マルウェア「Zloader」のハッカー集団はMicrosoftのデジタル署名の脆弱性を悪用し、攻撃活動をしている。企業はシステムを守るために、どうすればいいのか。
セキュリティベンダーのCheck Point Software Technologiesは2022年1月5日(米国時間)、金融機関を標的にしたマルウェア「Zloader」のハッカー集団に関する調査内容を同社Webサイトで報告した。同社によれば、攻撃者はMicrosoftのデジタル署名の脆弱(ぜいじゃく)性を悪用し、有効なデジタル署名に不正なコードを書き込むことで標的のシステムを感染させているという。
Check Point Software Technologiesによると、Zloaderは正規プログラムを装いつつ不正動作をする「トロイの木馬」だ。標的のシステムを感染させた後、ログを取得したり、不正アクセスを実行したりするという。Zloaderのハッカー集団は2020年頃から活動しているとみられるが、Microsoftのデジタル署名の脆弱性を悪用した手口が発見されたのは今回が初めてだという。
Zloaderを実行するファイルは、Microsoftの有効なデジタル署名を取得している汎用(はんよう)プログラムを利用しているとCheck Point Software Technologiesは説明する。攻撃者はソーシャルエンジニアリング攻撃の他、正規のリモート管理ツールを悪用してZloader実行用のファイルを標的に送信する。
標的に届いたファイルは、攻撃命令を出すコマンド&コントロール(C&C)サーバと通信して攻撃用のスクリプトを実行し、それと同時に不正プログラムをダウンロードさせる。ファイルは有効なデジタル署名を持っているため、マルウェア対策ツール「Microsoft Defender」によって検知されにくい。
Check Point Software Technologiesによれば、攻撃者はデジタル署名を改変せずに攻撃スクリプトを混入できるように、コードの主要部分を改ざんしていた。この手口はMicrosoftの署名検証システムに存在する古い脆弱性を悪用。

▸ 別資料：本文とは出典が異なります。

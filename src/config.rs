//! Project configuration.
//!
//! Handles loading, validating, and merging `contact-sheet.toml`. The file is
//! optional and sparse: stock defaults are the base layer and any key the user
//! sets overrides it.
//!
//! ## Config File Location
//!
//! ```text
//! project/
//! ├── contact-sheet.toml         # Optional, overrides stock defaults
//! ├── public/
//! │   ├── photos/                # Source root (first-level dir = category)
//! │   ├── thumbnails/            # Generated
//! │   └── optimized/             # Generated, only for non-web-safe sources
//! └── src/data/photos.json       # Generated catalog
//! ```
//!
//! ## Configuration Options
//!
//! ```toml
//! [paths]
//! public = "public"                 # Web root; every web path is relative to it
//! photos = "photos"                 # Source root (relative to public)
//! thumbnails = "thumbnails"         # Thumbnails root (relative to public)
//! optimized = "optimized"           # Optimized root (relative to public)
//! catalog = "src/data/photos.json"  # Catalog file (relative to the project)
//! cache = ".contact-sheet-cache.json"
//!
//! [thumbnails]
//! width = 400
//! quality = 80
//!
//! [optimized]
//! max_dimension = 2048
//! quality = 90
//!
//! [catalog]
//! fallback_category = "uncategorized"
//!
//! [tools]
//! platform = "auto"                 # auto | macos | generic
//! timeout_secs = 120                # Omit for no timeout
//! min_preview_bytes = 50000
//! sips = "sips"
//! heif_convert = "heif-convert"
//! exiftool = "exiftool"
//! ```
//!
//! Unknown keys are rejected to catch typos early.

use crate::strategy::Platform;
use serde::{Deserialize, Serialize};
use std::fs;
use std::path::{Path, PathBuf};
use std::time::Duration;
use thiserror::Error;

/// Name of the config file looked up in the project root.
pub const CONFIG_FILENAME: &str = "contact-sheet.toml";

#[derive(Error, Debug)]
pub enum ConfigError {
    #[error("IO error: {0}")]
    Io(#[from] std::io::Error),
    #[error("TOML parse error: {0}")]
    Toml(#[from] toml::de::Error),
    #[error("Config validation error: {0}")]
    Validation(String),
}

/// Project configuration loaded from `contact-sheet.toml`.
#[derive(Debug, Clone, Default, PartialEq, Serialize, Deserialize)]
#[serde(default, deny_unknown_fields)]
pub struct CatalogConfig {
    /// Directory layout.
    pub paths: PathsConfig,
    /// Thumbnail derivative settings.
    pub thumbnails: ThumbnailsConfig,
    /// Optimized derivative settings.
    pub optimized: OptimizedConfig,
    /// Catalog assembly settings.
    pub catalog: CatalogSection,
    /// Native tool settings.
    pub tools: ToolsConfig,
}

impl CatalogConfig {
    /// Validate config values are within acceptable ranges.
    pub fn validate(&self) -> Result<(), ConfigError> {
        if !(1..=100).contains(&self.thumbnails.quality) {
            return Err(ConfigError::Validation(
                "thumbnails.quality must be 1-100".into(),
            ));
        }
        if !(1..=100).contains(&self.optimized.quality) {
            return Err(ConfigError::Validation(
                "optimized.quality must be 1-100".into(),
            ));
        }
        if self.thumbnails.width == 0 {
            return Err(ConfigError::Validation(
                "thumbnails.width must be non-zero".into(),
            ));
        }
        if self.optimized.max_dimension == 0 {
            return Err(ConfigError::Validation(
                "optimized.max_dimension must be non-zero".into(),
            ));
        }
        if self.tools.timeout_secs == Some(0) {
            return Err(ConfigError::Validation(
                "tools.timeout_secs must be non-zero (omit it for no timeout)".into(),
            ));
        }
        if self.catalog.fallback_category.trim().is_empty() {
            return Err(ConfigError::Validation(
                "catalog.fallback_category must not be empty".into(),
            ));
        }
        let p = &self.paths;
        if p.photos == p.thumbnails || p.photos == p.optimized || p.thumbnails == p.optimized {
            return Err(ConfigError::Validation(
                "paths.photos, paths.thumbnails and paths.optimized must be distinct".into(),
            ));
        }
        Ok(())
    }
}

/// Directory layout. Derivative and source roots live under `public` so
/// their web paths are simply `/<dir>/<relative path>`.
#[derive(Debug, Clone, PartialEq, Serialize, Deserialize)]
#[serde(default, deny_unknown_fields)]
pub struct PathsConfig {
    /// Web root, relative to the project.
    pub public: String,
    /// Source photos, relative to `public`.
    pub photos: String,
    /// Thumbnails, relative to `public`.
    pub thumbnails: String,
    /// Optimized derivatives, relative to `public`.
    pub optimized: String,
    /// Catalog JSON, relative to the project.
    pub catalog: String,
    /// Incremental-build cache manifest, relative to the project.
    pub cache: String,
}

impl Default for PathsConfig {
    fn default() -> Self {
        Self {
            public: "public".to_string(),
            photos: "photos".to_string(),
            thumbnails: "thumbnails".to_string(),
            optimized: "optimized".to_string(),
            catalog: "src/data/photos.json".to_string(),
            cache: ".contact-sheet-cache.json".to_string(),
        }
    }
}

/// Absolute-ish locations resolved against a project directory.
#[derive(Debug, Clone, PartialEq)]
pub struct ResolvedPaths {
    pub public: PathBuf,
    pub photos: PathBuf,
    pub thumbnails: PathBuf,
    pub optimized: PathBuf,
    pub catalog: PathBuf,
    pub cache: PathBuf,
}

impl PathsConfig {
    pub fn resolve(&self, project: &Path) -> ResolvedPaths {
        let public = project.join(&self.public);
        ResolvedPaths {
            photos: public.join(&self.photos),
            thumbnails: public.join(&self.thumbnails),
            optimized: public.join(&self.optimized),
            catalog: project.join(&self.catalog),
            cache: project.join(&self.cache),
            public,
        }
    }
}

/// Thumbnail settings: fixed width, aspect ratio preserved, never upscaled.
#[derive(Debug, Clone, PartialEq, Serialize, Deserialize)]
#[serde(default, deny_unknown_fields)]
pub struct ThumbnailsConfig {
    /// Target width in pixels.
    pub width: u32,
    /// JPEG quality (1-100).
    pub quality: u32,
}

impl Default for ThumbnailsConfig {
    fn default() -> Self {
        Self {
            width: 400,
            quality: 80,
        }
    }
}

/// Optimized derivative settings: fit inside a square bound, never upscaled.
#[derive(Debug, Clone, PartialEq, Serialize, Deserialize)]
#[serde(default, deny_unknown_fields)]
pub struct OptimizedConfig {
    /// Neither output dimension exceeds this.
    pub max_dimension: u32,
    /// JPEG quality (1-100).
    pub quality: u32,
}

impl Default for OptimizedConfig {
    fn default() -> Self {
        Self {
            max_dimension: 2048,
            quality: 90,
        }
    }
}

#[derive(Debug, Clone, PartialEq, Serialize, Deserialize)]
#[serde(default, deny_unknown_fields)]
pub struct CatalogSection {
    /// Category assigned to photos sitting directly in the source root.
    pub fallback_category: String,
}

impl Default for CatalogSection {
    fn default() -> Self {
        Self {
            fallback_category: "uncategorized".to_string(),
        }
    }
}

/// Which host capability set to assume when picking a conversion strategy.
#[derive(Debug, Clone, Copy, Default, PartialEq, Eq, Serialize, Deserialize)]
#[serde(rename_all = "lowercase")]
pub enum PlatformChoice {
    /// Detect from the compile target.
    #[default]
    Auto,
    /// `sips` is available.
    Macos,
    /// Separate HEIF converter and exiftool.
    Generic,
}

impl PlatformChoice {
    /// Resolve to a concrete platform. Computed once per run.
    pub fn resolve(self) -> Platform {
        match self {
            PlatformChoice::Auto => Platform::detect(),
            PlatformChoice::Macos => Platform::MacOs,
            PlatformChoice::Generic => Platform::Generic,
        }
    }
}

/// Native tool settings.
#[derive(Debug, Clone, PartialEq, Serialize, Deserialize)]
#[serde(default, deny_unknown_fields)]
pub struct ToolsConfig {
    pub platform: PlatformChoice,
    /// Per-invocation timeout. `None` waits indefinitely.
    pub timeout_secs: Option<u64>,
    /// Embedded previews smaller than this are treated as thumbnails, not
    /// full-size previews.
    pub min_preview_bytes: u64,
    /// Program names (or paths) of the native tools.
    pub sips: String,
    pub heif_convert: String,
    pub exiftool: String,
}

impl Default for ToolsConfig {
    fn default() -> Self {
        Self {
            platform: PlatformChoice::Auto,
            timeout_secs: None,
            min_preview_bytes: 50_000,
            sips: "sips".to_string(),
            heif_convert: "heif-convert".to_string(),
            exiftool: "exiftool".to_string(),
        }
    }
}

impl ToolsConfig {
    pub fn timeout(&self) -> Option<Duration> {
        self.timeout_secs.map(Duration::from_secs)
    }
}

// =============================================================================
// Config loading, merging, and validation
// =============================================================================

/// Returns the stock default config as a `toml::Value::Table`.
pub fn stock_defaults_value() -> Result<toml::Value, ConfigError> {
    toml::Value::try_from(CatalogConfig::default())
        .map_err(|e| ConfigError::Validation(format!("stock defaults do not serialize: {e}")))
}

/// Recursively merge `overlay` on top of `base`.
///
/// - Tables are merged key-by-key (overlay keys override base keys).
/// - Non-table values in overlay replace base values entirely.
/// - Keys in base that are not in overlay are preserved.
pub fn merge_toml(base: toml::Value, overlay: toml::Value) -> toml::Value {
    match (base, overlay) {
        (toml::Value::Table(mut base_table), toml::Value::Table(overlay_table)) => {
            for (key, overlay_val) in overlay_table {
                let merged = match base_table.remove(&key) {
                    Some(base_val) => merge_toml(base_val, overlay_val),
                    None => overlay_val,
                };
                base_table.insert(key, merged);
            }
            toml::Value::Table(base_table)
        }
        (_, overlay) => overlay,
    }
}

/// Load `contact-sheet.toml` from a directory as a raw TOML value.
///
/// Returns `Ok(None)` if the file does not exist.
pub fn load_raw_config(project: &Path) -> Result<Option<toml::Value>, ConfigError> {
    let config_path = project.join(CONFIG_FILENAME);
    if !config_path.exists() {
        return Ok(None);
    }
    let content = fs::read_to_string(&config_path)?;
    let value: toml::Value = toml::from_str(&content)?;
    Ok(Some(value))
}

/// Merge an optional overlay onto a base value, then deserialize and validate.
pub fn resolve_config(
    base: toml::Value,
    overlay: Option<toml::Value>,
) -> Result<CatalogConfig, ConfigError> {
    let merged = match overlay {
        Some(ov) => merge_toml(base, ov),
        None => base,
    };
    let config: CatalogConfig = merged.try_into()?;
    config.validate()?;
    Ok(config)
}

/// Load config from the project directory, falling back to stock defaults.
pub fn load_config(project: &Path) -> Result<CatalogConfig, ConfigError> {
    let base = stock_defaults_value()?;
    let overlay = load_raw_config(project)?;
    resolve_config(base, overlay)
}

/// Returns a fully-commented stock `contact-sheet.toml`.
///
/// Used by the `gen-config` CLI command.
pub fn stock_config_toml() -> &'static str {
    r##"# contact-sheet configuration
# ===========================
# All settings are optional. Values shown below are the defaults.
# Unknown keys will cause an error.

# ---------------------------------------------------------------------------
# Directory layout
# ---------------------------------------------------------------------------
[paths]
# Web root. Every path written to the catalog is relative to it.
public = "public"
# Source photos, relative to the web root. The first directory level below
# it is the photo's category.
photos = "photos"
# Thumbnails root, relative to the web root. Mirrors the photos tree.
thumbnails = "thumbnails"
# Optimized derivatives, relative to the web root. Only formats a browser
# cannot display directly get one.
optimized = "optimized"
# Catalog JSON consumed by the gallery UI, relative to the project.
catalog = "src/data/photos.json"
# Incremental-build cache, relative to the project.
cache = ".contact-sheet-cache.json"

# ---------------------------------------------------------------------------
# Thumbnails (fixed width, aspect preserved, never upscaled)
# ---------------------------------------------------------------------------
[thumbnails]
width = 400
quality = 80

# ---------------------------------------------------------------------------
# Optimized derivatives (fit inside a square bound, never upscaled)
# ---------------------------------------------------------------------------
[optimized]
max_dimension = 2048
quality = 90

# ---------------------------------------------------------------------------
# Catalog
# ---------------------------------------------------------------------------
[catalog]
# Category for photos placed directly in the photos root.
fallback_category = "uncategorized"

# ---------------------------------------------------------------------------
# Native tools (HEIC/HEIF and camera RAW conversion)
# ---------------------------------------------------------------------------
[tools]
# auto    - detect from the host
# macos   - convert everything through sips
# generic - heif-convert for HEIC/HEIF, exiftool embedded previews for RAW
platform = "auto"
# Kill a tool that runs longer than this many seconds.
# Omit to wait indefinitely.
# timeout_secs = 120
# Embedded RAW previews smaller than this many bytes are rejected in favour
# of the next preview tag.
min_preview_bytes = 50000
sips = "sips"
heif_convert = "heif-convert"
exiftool = "exiftool"
"##
}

パッチ(修正プログラム)が適用されていない場合、デジタル署名のチェックを回避できるという。
今回悪用されているMicrosoftのデジタル署名の脆弱性は以前から知られ、Microsoftは2013年に修正した。ただし、セキュリティアップデートはユーザーが許諾しなければ実際されない「オプトイン方式」になった。Check Point Software Technologiesによると、Zloaderに感染したファイルを実行したのは2170個のIPアドレスだ。
Check Point Software Technologiesの主席研究員であるコービー・アイゼンクラフト氏は、「管理者がシステムを攻撃から保護するために、Microsoftの修正プログラムとレジストリキーの変更を適用する必要がある」と述べる。システムに最新の修正プログラムが全て適用されているかどうかを確認すべきだと同氏は強調する。
ユーザー企業にとどまらず、ソフトウェアベンダーにも対策を講じるようCheck Point Software Technologiesは求めている。攻撃のリスクを減らすために、全てのソフトウェアベンダーがMicrosoftの新しいデジタル署名検証の仕様に準拠する必要があると同社はみる。